##### LISTED RECORDS #####
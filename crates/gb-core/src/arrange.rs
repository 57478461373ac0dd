//! Batch repack of all visible widgets.
//!
//! Widgets are sorted by footprint (largest first, then id) and row-filled
//! left to right. The whole batch is computed before the caller commits
//! anything.

use crate::grid::GridModel;
use crate::id::WidgetId;
use crate::model::{GridRect, Widget};
use crate::occupancy::OccupancyIndex;
use crate::placement::PlacementSolver;
use serde::{Deserialize, Serialize};

/// What to do with widgets the row-fill pushes below the last row.
#[derive(Debug, Clone, Copy, PartialEq, Eq, Default, Serialize, Deserialize)]
#[serde(rename_all = "camelCase")]
pub enum OverflowPolicy {
    /// Retry in any remaining hole; hide the widget if none fits.
    #[default]
    Hide,
    /// Emit the overflowing rectangle unchanged.
    Keep,
}

#[derive(Debug, Clone, Default, PartialEq, Eq)]
pub struct ArrangeOutcome {
    /// New rectangle per widget, in packing order.
    pub moves: Vec<(WidgetId, GridRect)>,
    /// Widgets that no longer fit and should be hidden.
    pub hidden: Vec<WidgetId>,
    /// At least one emitted rectangle extends past the last row.
    pub overflowed: bool,
}

#[derive(Debug, Clone)]
pub struct AutoArranger {
    grid: GridModel,
    overflow: OverflowPolicy,
    solver: PlacementSolver,
}

impl AutoArranger {
    pub fn new(grid: GridModel, overflow: OverflowPolicy) -> Self {
        Self {
            grid,
            overflow,
            solver: PlacementSolver::new(grid),
        }
    }

    /// Use `solver` for the overflow retry pass.
    #[must_use]
    pub fn with_solver(mut self, solver: PlacementSolver) -> Self {
        self.solver = solver;
        self
    }

    /// Greedy row-fill of visible widgets, largest footprint first.
    pub fn rearrange(&self, widgets: &[Widget]) -> ArrangeOutcome {
        let mut order: Vec<&Widget> = widgets.iter().filter(|w| w.visible).collect();
        order.sort_by(|a, b| {
            b.position
                .area()
                .cmp(&a.position.area())
                .then_with(|| a.id.cmp(&b.id))
        });

        let mut cursor_x = 0;
        let mut cursor_y = 0;
        let mut row_height = 0;
        let mut packed: Vec<(WidgetId, GridRect)> = Vec::with_capacity(order.len());
        for widget in order {
            let GridRect { w, h, .. } = widget.position;
            if cursor_x + w <= self.grid.columns {
                packed.push((widget.id, GridRect::new(cursor_x, cursor_y, w, h)));
                cursor_x += w;
                row_height = row_height.max(h);
            } else {
                cursor_y += row_height;
                cursor_x = 0;
                packed.push((widget.id, GridRect::new(cursor_x, cursor_y, w, h)));
                cursor_x += w;
                row_height = h;
            }
        }

        match self.overflow {
            OverflowPolicy::Keep => {
                let overflowed = packed.iter().any(|(_, r)| r.bottom() > self.grid.rows);
                if overflowed {
                    log::warn!("auto-arrange overflowed past row {}", self.grid.rows);
                }
                ArrangeOutcome {
                    moves: packed,
                    hidden: Vec::new(),
                    overflowed,
                }
            }
            OverflowPolicy::Hide => self.settle_overflow(widgets, packed),
        }
    }

    /// Keep rows that fit; re-place the rest with the placement solver or
    /// hide them.
    fn settle_overflow(&self, widgets: &[Widget], packed: Vec<(WidgetId, GridRect)>) -> ArrangeOutcome {
        let (fitting, overflow): (Vec<_>, Vec<_>) = packed
            .into_iter()
            .partition(|(_, rect)| self.grid.contains_rect(rect));

        let mut placed: Vec<Widget> = fitting
            .iter()
            .filter_map(|(id, rect)| {
                let original = widgets.iter().find(|w| w.id == *id)?;
                let mut moved = original.clone();
                moved.position = *rect;
                Some(moved)
            })
            .collect();
        let mut outcome = ArrangeOutcome {
            moves: fitting,
            ..ArrangeOutcome::default()
        };

        for (id, rect) in overflow {
            let index = OccupancyIndex::new(&placed);
            match self.solver.find_free_position(&index, rect.w, rect.h) {
                Some(cell) => {
                    let relocated = rect.at(cell);
                    if let Some(original) = widgets.iter().find(|w| w.id == id) {
                        let mut moved = original.clone();
                        moved.position = relocated;
                        placed.push(moved);
                    }
                    outcome.moves.push((id, relocated));
                }
                None => {
                    log::warn!("auto-arrange: no room for {id}, hiding it");
                    outcome.hidden.push(id);
                }
            }
        }
        outcome
    }
}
#####
# EXERCISE AIM
The expected response is the full data, reproduced exactly.

# REPLY
filename crates/gb-core/src/arrange.rs
repository 57478461373ac0dd
//! Batch repack of all visible widgets.
//!
//! Widgets are sorted by footprint (largest first, then id) and row-filled
//! left to right. The whole batch is computed before the caller commits
//! anything.

use crate::grid::GridModel;
use crate::id::WidgetId;
use crate::model::{GridRect, Widget};
use crate::occupancy::OccupancyIndex;
use crate::placement::PlacementSolver;
use serde::{Deserialize, Serialize};

/// What to do with widgets the row-fill pushes below the last row.
#[derive(Debug, Clone, Copy, PartialEq, Eq, Default, Serialize, Deserialize)]
#[serde(rename_all = "camelCase")]
pub enum OverflowPolicy {
    /// Retry in any remaining hole; hide the widget if none fits.
    #[default]
    Hide,
    /// Emit the overflowing rectangle unchanged.
    Keep,
}

#[derive(Debug, Clone, Default, PartialEq, Eq)]
pub struct ArrangeOutcome {
    /// New rectangle per widget, in packing order.
    pub moves: Vec<(WidgetId, GridRect)>,
    /// Widgets that no longer fit and should be hidden.
    pub hidden: Vec<WidgetId>,
    /// At least one emitted rectangle extends past the last row.
    pub overflowed: bool,
}

#[derive(Debug, Clone)]
pub struct AutoArranger {
    grid: GridModel,
    overflow: OverflowPolicy,
    solver: PlacementSolver,
}

impl AutoArranger {
    pub fn new(grid: GridModel, overflow: OverflowPolicy) -> Self {
        Self {
            grid,
            overflow,
            solver: PlacementSolver::new(grid),
        }
    }

    /// Use `solver` for the overflow retry pass.
    #[must_use]
    pub fn with_solver(mut self, solver: PlacementSolver) -> Self {
        self.solver = solver;
        self
    }

    /// Greedy row-fill of visible widgets, largest footprint first.
    pub fn rearrange(&self, widgets: &[Widget]) -> ArrangeOutcome {
        let mut order: Vec<&Widget> = widgets.iter().filter(|w| w.visible).collect();
        order.sort_by(|a, b| {
            b.position
                .area()
                .cmp(&a.position.area())
                .then_with(|| a.id.cmp(&b.id))
        });

        let mut cursor_x = 0;
        let mut cursor_y = 0;
        let mut row_height = 0;
        let mut packed: Vec<(WidgetId, GridRect)> = Vec::with_capacity(order.len());
        for widget in order {
            let GridRect { w, h, .. } = widget.position;
            if cursor_x + w <= self.grid.columns {
                packed.push((widget.id, GridRect::new(cursor_x, cursor_y, w, h)));
                cursor_x += w;
                row_height = row_height.max(h);
            } else {
                cursor_y += row_height;
                cursor_x = 0;
                packed.push((widget.id, GridRect::new(cursor_x, cursor_y, w, h)));
                cursor_x += w;
                row_height = h;
            }
        }

        match self.overflow {
            OverflowPolicy::Keep => {
                let overflowed = packed.iter().any(|(_, r)| r.bottom() > self.grid.rows);
                if overflowed {
                    log::warn!("auto-arrange overflowed past row {}", self.grid.rows);
                }
                ArrangeOutcome {
                    moves: packed,
                    hidden: Vec::new(),
                    overflowed,
                }
            }
            OverflowPolicy::Hide => self.settle_overflow(widgets, packed),
        }
    }

    /// Keep rows that fit; re-place the rest with the placement solver or
    /// hide them.
    fn settle_overflow(&self, widgets: &[Widget], packed: Vec<(WidgetId, GridRect)>) -> ArrangeOutcome {
        let (fitting, overflow): (Vec<_>, Vec<_>) = packed
            .into_iter()
            .partition(|(_, rect)| self.grid.contains_rect(rect));

        let mut placed: Vec<Widget> = fitting
            .iter()
            .filter_map(|(id, rect)| {
                let original = widgets.iter().find(|w| w.id == *id)?;
                let mut moved = original.clone();
                moved.position = *rect;
                Some(moved)
            })
            .collect();
        let mut outcome = ArrangeOutcome {
            moves: fitting,
            ..ArrangeOutcome::default()
        };

        for (id, rect) in overflow {
            let index = OccupancyIndex::new(&placed);
            match self.solver.find_free_position(&index, rect.w, rect.h) {
                Some(cell) => {
                    let relocated = rect.at(cell);
                    if let Some(original) = widgets.iter().find(|w| w.id == id) {
                        let mut moved = original.clone();
                        moved.position = relocated;
                        placed.push(moved);
                    }
                    outcome.moves.push((id, relocated));
                }
                None => {
                    log::warn!("auto-arrange: no room for {id}, hiding it");
                    outcome.hidden.push(id);
                }
            }
        }
        outcome
    }
}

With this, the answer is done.